» **Data section**
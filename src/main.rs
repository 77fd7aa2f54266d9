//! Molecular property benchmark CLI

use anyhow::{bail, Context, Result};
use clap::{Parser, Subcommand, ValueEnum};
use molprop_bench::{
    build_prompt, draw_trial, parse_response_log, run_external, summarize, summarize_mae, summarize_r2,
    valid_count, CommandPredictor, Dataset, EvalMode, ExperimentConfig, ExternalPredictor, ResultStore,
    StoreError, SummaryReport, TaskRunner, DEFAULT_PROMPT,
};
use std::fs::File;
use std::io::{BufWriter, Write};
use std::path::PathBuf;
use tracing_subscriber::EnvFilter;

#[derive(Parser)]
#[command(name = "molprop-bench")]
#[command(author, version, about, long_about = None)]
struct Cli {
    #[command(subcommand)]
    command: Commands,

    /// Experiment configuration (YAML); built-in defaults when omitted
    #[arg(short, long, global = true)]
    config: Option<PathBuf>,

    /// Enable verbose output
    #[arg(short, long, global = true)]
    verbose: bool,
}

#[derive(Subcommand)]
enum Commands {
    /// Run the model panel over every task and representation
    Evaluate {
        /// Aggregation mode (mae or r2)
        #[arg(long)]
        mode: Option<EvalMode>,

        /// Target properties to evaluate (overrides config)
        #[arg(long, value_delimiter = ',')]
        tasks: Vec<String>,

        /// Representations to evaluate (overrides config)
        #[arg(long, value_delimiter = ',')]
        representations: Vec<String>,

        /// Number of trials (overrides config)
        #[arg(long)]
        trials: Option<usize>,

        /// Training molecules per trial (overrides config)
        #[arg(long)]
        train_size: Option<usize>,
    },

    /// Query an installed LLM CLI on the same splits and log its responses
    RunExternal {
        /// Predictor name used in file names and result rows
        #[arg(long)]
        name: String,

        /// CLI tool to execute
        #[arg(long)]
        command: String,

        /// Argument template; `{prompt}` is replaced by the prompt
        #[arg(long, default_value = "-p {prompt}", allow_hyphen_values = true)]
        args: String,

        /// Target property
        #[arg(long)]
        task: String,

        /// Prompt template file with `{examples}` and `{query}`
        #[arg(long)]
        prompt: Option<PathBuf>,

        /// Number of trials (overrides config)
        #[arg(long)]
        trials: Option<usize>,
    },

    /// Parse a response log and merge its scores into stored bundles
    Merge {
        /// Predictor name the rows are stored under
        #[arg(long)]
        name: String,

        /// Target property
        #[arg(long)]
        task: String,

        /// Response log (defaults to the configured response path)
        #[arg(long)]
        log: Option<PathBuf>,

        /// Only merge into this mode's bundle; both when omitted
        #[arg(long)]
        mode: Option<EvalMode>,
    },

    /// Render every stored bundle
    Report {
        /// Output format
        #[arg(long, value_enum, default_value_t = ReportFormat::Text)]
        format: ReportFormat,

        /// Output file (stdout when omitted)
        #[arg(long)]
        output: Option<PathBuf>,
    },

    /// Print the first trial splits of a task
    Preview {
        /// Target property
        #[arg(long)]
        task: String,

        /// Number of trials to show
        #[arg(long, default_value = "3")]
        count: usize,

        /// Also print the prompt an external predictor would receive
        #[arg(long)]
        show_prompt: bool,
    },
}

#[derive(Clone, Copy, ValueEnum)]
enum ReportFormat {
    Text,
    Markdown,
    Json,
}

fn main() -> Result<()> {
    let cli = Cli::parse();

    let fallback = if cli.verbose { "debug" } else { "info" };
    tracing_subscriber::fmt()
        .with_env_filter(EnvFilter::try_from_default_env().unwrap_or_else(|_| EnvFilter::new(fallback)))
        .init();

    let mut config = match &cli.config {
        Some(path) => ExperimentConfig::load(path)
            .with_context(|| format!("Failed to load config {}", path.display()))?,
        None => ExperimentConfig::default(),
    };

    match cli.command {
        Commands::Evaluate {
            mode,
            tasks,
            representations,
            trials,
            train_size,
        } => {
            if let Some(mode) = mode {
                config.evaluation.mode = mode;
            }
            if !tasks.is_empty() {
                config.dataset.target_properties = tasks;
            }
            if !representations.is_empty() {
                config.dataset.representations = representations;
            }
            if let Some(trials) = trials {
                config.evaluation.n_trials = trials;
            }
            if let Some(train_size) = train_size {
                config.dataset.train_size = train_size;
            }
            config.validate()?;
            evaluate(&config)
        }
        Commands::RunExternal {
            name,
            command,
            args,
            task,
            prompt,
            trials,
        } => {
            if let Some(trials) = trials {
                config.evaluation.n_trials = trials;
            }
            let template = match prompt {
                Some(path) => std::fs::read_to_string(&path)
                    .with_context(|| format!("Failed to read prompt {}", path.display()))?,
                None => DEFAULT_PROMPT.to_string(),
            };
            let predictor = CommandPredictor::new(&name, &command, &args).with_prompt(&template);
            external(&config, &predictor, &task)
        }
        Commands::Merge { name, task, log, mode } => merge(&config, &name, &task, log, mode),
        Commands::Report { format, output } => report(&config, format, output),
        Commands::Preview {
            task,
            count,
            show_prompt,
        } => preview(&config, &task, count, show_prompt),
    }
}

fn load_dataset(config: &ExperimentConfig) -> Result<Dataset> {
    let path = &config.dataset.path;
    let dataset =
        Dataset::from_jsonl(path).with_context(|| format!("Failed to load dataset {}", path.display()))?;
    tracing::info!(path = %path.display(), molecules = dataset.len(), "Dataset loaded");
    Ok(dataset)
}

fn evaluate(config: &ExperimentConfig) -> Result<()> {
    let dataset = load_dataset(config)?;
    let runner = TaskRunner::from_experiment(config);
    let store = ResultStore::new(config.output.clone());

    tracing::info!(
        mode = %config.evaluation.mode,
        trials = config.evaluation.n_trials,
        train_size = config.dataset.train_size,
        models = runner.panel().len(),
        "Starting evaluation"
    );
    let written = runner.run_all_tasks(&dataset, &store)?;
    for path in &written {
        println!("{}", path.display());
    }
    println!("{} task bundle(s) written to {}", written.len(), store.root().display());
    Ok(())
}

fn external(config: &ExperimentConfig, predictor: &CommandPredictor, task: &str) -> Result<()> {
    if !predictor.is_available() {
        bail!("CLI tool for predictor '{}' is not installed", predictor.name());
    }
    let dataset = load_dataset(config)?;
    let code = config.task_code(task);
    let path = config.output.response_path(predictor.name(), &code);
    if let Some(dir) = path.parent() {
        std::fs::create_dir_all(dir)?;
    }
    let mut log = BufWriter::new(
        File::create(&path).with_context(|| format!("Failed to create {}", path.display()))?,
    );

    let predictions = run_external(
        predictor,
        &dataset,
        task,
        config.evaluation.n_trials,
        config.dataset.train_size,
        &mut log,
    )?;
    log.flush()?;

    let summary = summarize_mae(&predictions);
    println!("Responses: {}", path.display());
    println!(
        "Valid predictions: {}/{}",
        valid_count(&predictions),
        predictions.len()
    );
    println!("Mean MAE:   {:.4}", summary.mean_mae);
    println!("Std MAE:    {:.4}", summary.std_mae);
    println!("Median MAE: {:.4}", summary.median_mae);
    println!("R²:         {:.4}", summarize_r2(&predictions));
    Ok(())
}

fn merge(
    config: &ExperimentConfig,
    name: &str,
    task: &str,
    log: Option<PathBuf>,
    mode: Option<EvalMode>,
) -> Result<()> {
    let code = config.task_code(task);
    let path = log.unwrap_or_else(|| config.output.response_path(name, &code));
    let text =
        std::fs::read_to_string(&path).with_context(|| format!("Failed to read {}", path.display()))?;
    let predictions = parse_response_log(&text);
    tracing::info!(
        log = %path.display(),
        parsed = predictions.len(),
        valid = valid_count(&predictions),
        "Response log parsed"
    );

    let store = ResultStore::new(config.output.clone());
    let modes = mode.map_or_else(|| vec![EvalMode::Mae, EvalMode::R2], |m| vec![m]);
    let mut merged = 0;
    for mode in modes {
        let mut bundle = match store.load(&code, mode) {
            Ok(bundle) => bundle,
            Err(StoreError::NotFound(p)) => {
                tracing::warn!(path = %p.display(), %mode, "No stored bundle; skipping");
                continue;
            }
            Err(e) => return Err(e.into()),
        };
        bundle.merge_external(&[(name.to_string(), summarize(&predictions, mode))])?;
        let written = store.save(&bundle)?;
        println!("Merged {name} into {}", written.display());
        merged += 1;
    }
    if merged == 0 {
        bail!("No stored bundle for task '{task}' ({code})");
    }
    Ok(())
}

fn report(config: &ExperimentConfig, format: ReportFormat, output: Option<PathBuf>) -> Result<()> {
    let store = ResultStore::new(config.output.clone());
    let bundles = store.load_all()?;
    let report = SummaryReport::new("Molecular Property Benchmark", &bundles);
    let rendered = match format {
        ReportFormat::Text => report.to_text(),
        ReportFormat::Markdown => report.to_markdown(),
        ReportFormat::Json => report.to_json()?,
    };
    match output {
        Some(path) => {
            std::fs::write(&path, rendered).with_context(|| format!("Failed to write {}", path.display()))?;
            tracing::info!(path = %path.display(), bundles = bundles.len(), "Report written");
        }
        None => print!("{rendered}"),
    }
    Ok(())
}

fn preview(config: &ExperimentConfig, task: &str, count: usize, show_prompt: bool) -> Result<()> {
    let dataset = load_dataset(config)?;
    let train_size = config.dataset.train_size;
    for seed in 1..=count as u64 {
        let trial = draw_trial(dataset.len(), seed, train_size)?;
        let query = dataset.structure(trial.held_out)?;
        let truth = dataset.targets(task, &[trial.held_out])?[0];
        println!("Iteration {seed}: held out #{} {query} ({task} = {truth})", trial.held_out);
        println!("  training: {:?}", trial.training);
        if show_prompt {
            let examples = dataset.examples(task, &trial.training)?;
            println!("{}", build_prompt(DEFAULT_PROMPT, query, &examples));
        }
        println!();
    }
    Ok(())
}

» **Exercise directions**
Copy out every line of the listing that contains the string "TaskRunner".

» **Exercise solution**
    StoreError, SummaryReport, TaskRunner, DEFAULT_PROMPT,
    let runner = TaskRunner::from_experiment(config);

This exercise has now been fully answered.